Storage backends for traces

The NDArray (pymc3.backends.NDArray) backend holds the entire trace in memory.

Selecting values from a backend

After a backend is finished sampling, it returns a MultiTrace object. Values can be accessed in a few ways. The easiest way is to index the backend object with a variable or variable name.

>>> trace['x']  # or trace.x or trace[x]

The call will return the sampling values of x, with the values for all chains concatenated. (For a single call to sample, the number of chains will correspond to the cores argument.)

To discard the first N values of each chain, slicing syntax can be used.

>>> trace['x', 1000:]

The get_values method offers more control over which values are returned. The call below will discard the first 1000 iterations from each chain and keep the values for each chain as separate arrays.

>>> trace.get_values('x', burn=1000, combine=False)

The chains parameter of get_values can be used to limit the chains that are retrieved.

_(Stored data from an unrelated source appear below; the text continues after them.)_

//! Secret key loading and validation.
//!
//! The key arrives as a JSON array of 64 integers (the format written by
//! `solana-keygen`). Parsing is strict: anything that is not an array of
//! integers is `MalformedConfig`, a wrong element count is
//! `InvalidKeyLength`, and an element outside 0..=255 is `ByteOutOfRange`.
//!
//! # Security
//! - The raw value is never logged or echoed in errors
//! - Parsed bytes live in a `SecretBox` and are zeroized on drop

use std::env::VarError;

use secrecy::{ExposeSecret, SecretBox};

use crate::blockchain::types::{TransferError, TransferResult, SECRET_KEY_LEN};

/// Exactly 64 bytes of signing key material.
pub struct SecretKeyMaterial(SecretBox<[u8; SECRET_KEY_LEN]>);

impl SecretKeyMaterial {
    /// Parse a raw configuration string.
    pub fn parse(raw: &str) -> TransferResult<Self> {
        let values: Vec<i64> = serde_json::from_str(raw.trim())
            .map_err(|e| TransferError::MalformedConfig(describe_json_error(&e)))?;

        if values.len() != SECRET_KEY_LEN {
            return Err(TransferError::InvalidKeyLength {
                expected: SECRET_KEY_LEN,
                actual: values.len(),
            });
        }

        let mut bytes = Box::new([0u8; SECRET_KEY_LEN]);
        for (index, value) in values.iter().enumerate() {
            bytes[index] = u8::try_from(*value).map_err(|_| TransferError::ByteOutOfRange {
                index,
                value: *value,
            })?;
        }

        Ok(Self(SecretBox::new(bytes)))
    }

    /// Read and parse the key from environment variable `var`.
    ///
    /// An unset variable is `MissingKey`; a set but non-UTF-8 value is
    /// `MalformedConfig`.
    pub fn from_env(var: &str) -> TransferResult<Self> {
        match std::env::var(var) {
            Ok(raw) => Self::parse(&raw),
            Err(VarError::NotPresent) => Self::from_lookup(var, None),
            Err(VarError::NotUnicode(_)) => Err(TransferError::MalformedConfig(format!(
                "{} is not valid UTF-8",
                var
            ))),
        }
    }

    /// Parse an already-looked-up value, treating `None` as a missing variable.
    pub fn from_lookup(var: &str, raw: Option<&str>) -> TransferResult<Self> {
        match raw {
            Some(raw) => Self::parse(raw),
            None => Err(TransferError::MissingKey {
                var: var.to_string(),
            }),
        }
    }

    pub(crate) fn expose(&self) -> &[u8; SECRET_KEY_LEN] {
        self.0.expose_secret()
    }
}

impl std::fmt::Debug for SecretKeyMaterial {
    fn fmt(&self, f: &mut std::fmt::Formatter<'_>) -> std::fmt::Result {
        f.write_str("SecretKeyMaterial([REDACTED])")
    }
}

/// serde_json messages quote the offending input; keep only the category
/// and position so key bytes never reach an error message.
fn describe_json_error(e: &serde_json::Error) -> String {
    let kind = match e.classify() {
        serde_json::error::Category::Io => "I/O error",
        serde_json::error::Category::Syntax => "invalid JSON",
        serde_json::error::Category::Data => "expected an array of integers",
        serde_json::error::Category::Eof => "unexpected end of input",
    };
    format!("{} at line {} column {}", kind, e.line(), e.column())
}

#[cfg(test)]
mod tests {
    use super::*;

    fn json_array(len: usize, value: i64) -> String {
        let items: Vec<String> = (0..len).map(|_| value.to_string()).collect();
        format!("[{}]", items.join(","))
    }

    #[test]
    fn test_parse_valid_key() {
        let raw: Vec<String> = (0..64).map(|i| i.to_string()).collect();
        let key = SecretKeyMaterial::parse(&format!(" [{}]\n", raw.join(", "))).unwrap();
        assert_eq!(key.expose()[0], 0);
        assert_eq!(key.expose()[63], 63);
    }

    #[test]
    fn test_wrong_lengths() {
        for len in [0usize, 1, 32, 63, 65, 128] {
            let err = SecretKeyMaterial::parse(&json_array(len, 7)).unwrap_err();
            assert_eq!(
                err,
                TransferError::InvalidKeyLength {
                    expected: 64,
                    actual: len
                },
                "length {}",
                len
            );
        }
    }

    #[test]
    fn test_malformed_json() {
        for raw in ["", "not json", "[1,2,", "{\"key\": 1}", "\"[1,2,3]\"", "[1.5, 2]", "[\"a\"]", "null"] {
            let err = SecretKeyMaterial::parse(raw).unwrap_err();
            assert!(
                matches!(err, TransferError::MalformedConfig(_)),
                "{:?} gave {:?}",
                raw,
                err
            );
        }
    }

    #[test]
    fn test_byte_out_of_range() {
        let mut values = vec![1i64; 64];
        values[10] = 256;
        let err = SecretKeyMaterial::parse(&serde_json::to_string(&values).unwrap()).unwrap_err();
        assert_eq!(err, TransferError::ByteOutOfRange { index: 10, value: 256 });

        let err = SecretKeyMaterial::parse(&json_array(64, -1)).unwrap_err();
        assert_eq!(err, TransferError::ByteOutOfRange { index: 0, value: -1 });
    }

    #[test]
    fn test_error_does_not_echo_input() {
        let err = SecretKeyMaterial::parse("[12,34,secret]").unwrap_err();
        assert!(!err.to_string().contains("secret"));
    }

    #[test]
    fn test_missing_variable() {
        let err = SecretKeyMaterial::from_env("DEVNET_TRANSFER_TEST_UNSET_KEY").unwrap_err();
        assert_eq!(
            err,
            TransferError::MissingKey {
                var: "DEVNET_TRANSFER_TEST_UNSET_KEY".to_string()
            }
        );
        assert!(matches!(
            SecretKeyMaterial::from_lookup("PRIVATE_KEY", None),
            Err(TransferError::MissingKey { .. })
        ));
    }

    #[cfg(unix)]
    #[test]
    fn test_non_utf8_variable_is_malformed_not_missing() {
        use std::ffi::OsString;
        use std::os::unix::ffi::OsStringExt;

        let var = "DEVNET_TRANSFER_TEST_NON_UTF8_KEY";
        std::env::set_var(var, OsString::from_vec(vec![0x5b, 0xff, 0x5d]));
        let err = SecretKeyMaterial::from_env(var).unwrap_err();
        std::env::remove_var(var);

        assert!(matches!(err, TransferError::MalformedConfig(_)), "{:?}", err);
        assert!(!err.to_string().contains("not set"));
    }

    #[test]
    fn test_set_variable_is_parsed() {
        let var = "DEVNET_TRANSFER_TEST_SET_KEY";
        std::env::set_var(var, json_array(3, 1));
        let err = SecretKeyMaterial::from_env(var).unwrap_err();
        std::env::remove_var(var);

        assert_eq!(err, TransferError::InvalidKeyLength { expected: 64, actual: 3 });
    }

    #[test]
    fn test_debug_is_redacted() {
        let key = SecretKeyMaterial::parse(&json_array(64, 42)).unwrap();
        let debug = format!("{:?}", key);
        assert_eq!(debug, "SecretKeyMaterial([REDACTED])");
    }
}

>>> trace.get_values('x', burn=1000, chains=[0, 2])

MultiTrace objects also support slicing. For example, the following call would return a new trace object without the first 1000 sampling iterations for all traces and variables.

>>> sliced_trace = trace[1000:]

The backend for the new trace is always NDArray, regardless of the type of original trace.

Loading a saved backend

Saved backends can be loaded using arviz.from_netcdf


NumPy array trace backend

Store sampling values in memory as a NumPy array.

class pymc3.backends.ndarray.NDArray(name=None, model=None, vars=None, test_point=None)

NDArray trace object

name: str

Name of backend. This has no meaning for the NDArray backend.

model: Model

If None, the model is taken from the with context.

vars: list of variables

Sampling values will be stored for these variables. If None, model.unobserved_RVs is used.


Close the database backend.

This is called after sampling has finished.

get_values(varname: str, burn=0, thin=1) numpy.ndarray

Get values from trace.

varname: str
burn: int
thin: int
A NumPy array
point(idx) Dict[str, Any]

Return dictionary of point values at idx for current chain with variable names as keys.

record(point, sampler_stats=None) None

Record results of a sampling iteration.

point: dict

Values mapped to variable names

setup(draws, chain, sampler_vars=None) None

Perform chain-specific setup.

draws: int

Expected number of draws

chain: int

Chain number

sampler_vars: list of dicts

Names and dtypes of the variables that are exported by the samplers.

pymc3.backends.ndarray.load_trace(directory: str, model=None) pymc3.backends.base.MultiTrace

Loads a multitrace that has been written to file.

A the model used for the trace must be passed in, or the command must be run in a model context.

directory: str

Path to a pymc3 serialized trace

model: pm.Model (optional)

Model used to create the trace. Can also be inferred from context

pm.Multitrace that was saved in the directory
pymc3.backends.ndarray.point_list_to_multitrace(point_list: List[Dict[str, numpy.ndarray]], model: Optional[pymc3.model.Model] = None) pymc3.backends.base.MultiTrace

transform point list into MultiTrace

pymc3.backends.ndarray.save_trace(trace: pymc3.backends.base.MultiTrace, directory: Optional[str] = None, overwrite=False) str

Save multitrace to file.

TODO: Also save warnings.

This is a custom data format for PyMC3 traces. Each chain goes inside a directory, and each directory contains a metadata json file, and a numpy compressed file. See for more information about this format.

trace: pm.MultiTrace

trace to save to disk

directory: str (optional)

path to a directory to save the trace

overwrite: bool (default False)

whether to overwrite an existing directory.

str, path to the directory where the trace was saved


Functions for converting traces into a table-like format

pymc3.backends.tracetab.trace_to_dataframe(trace, chains=None, varnames=None, include_transformed=False)

Convert trace to pandas DataFrame.

trace: NDarray trace
chains: int or list of ints

Chains to include. If None, all chains are used. A single chain value can also be given.

varnames: list of variable names

Variables to be included in the DataFrame, if None all variable are included.

include_transformed: boolean

If true transformed variables will be included in the resulting DataFrame.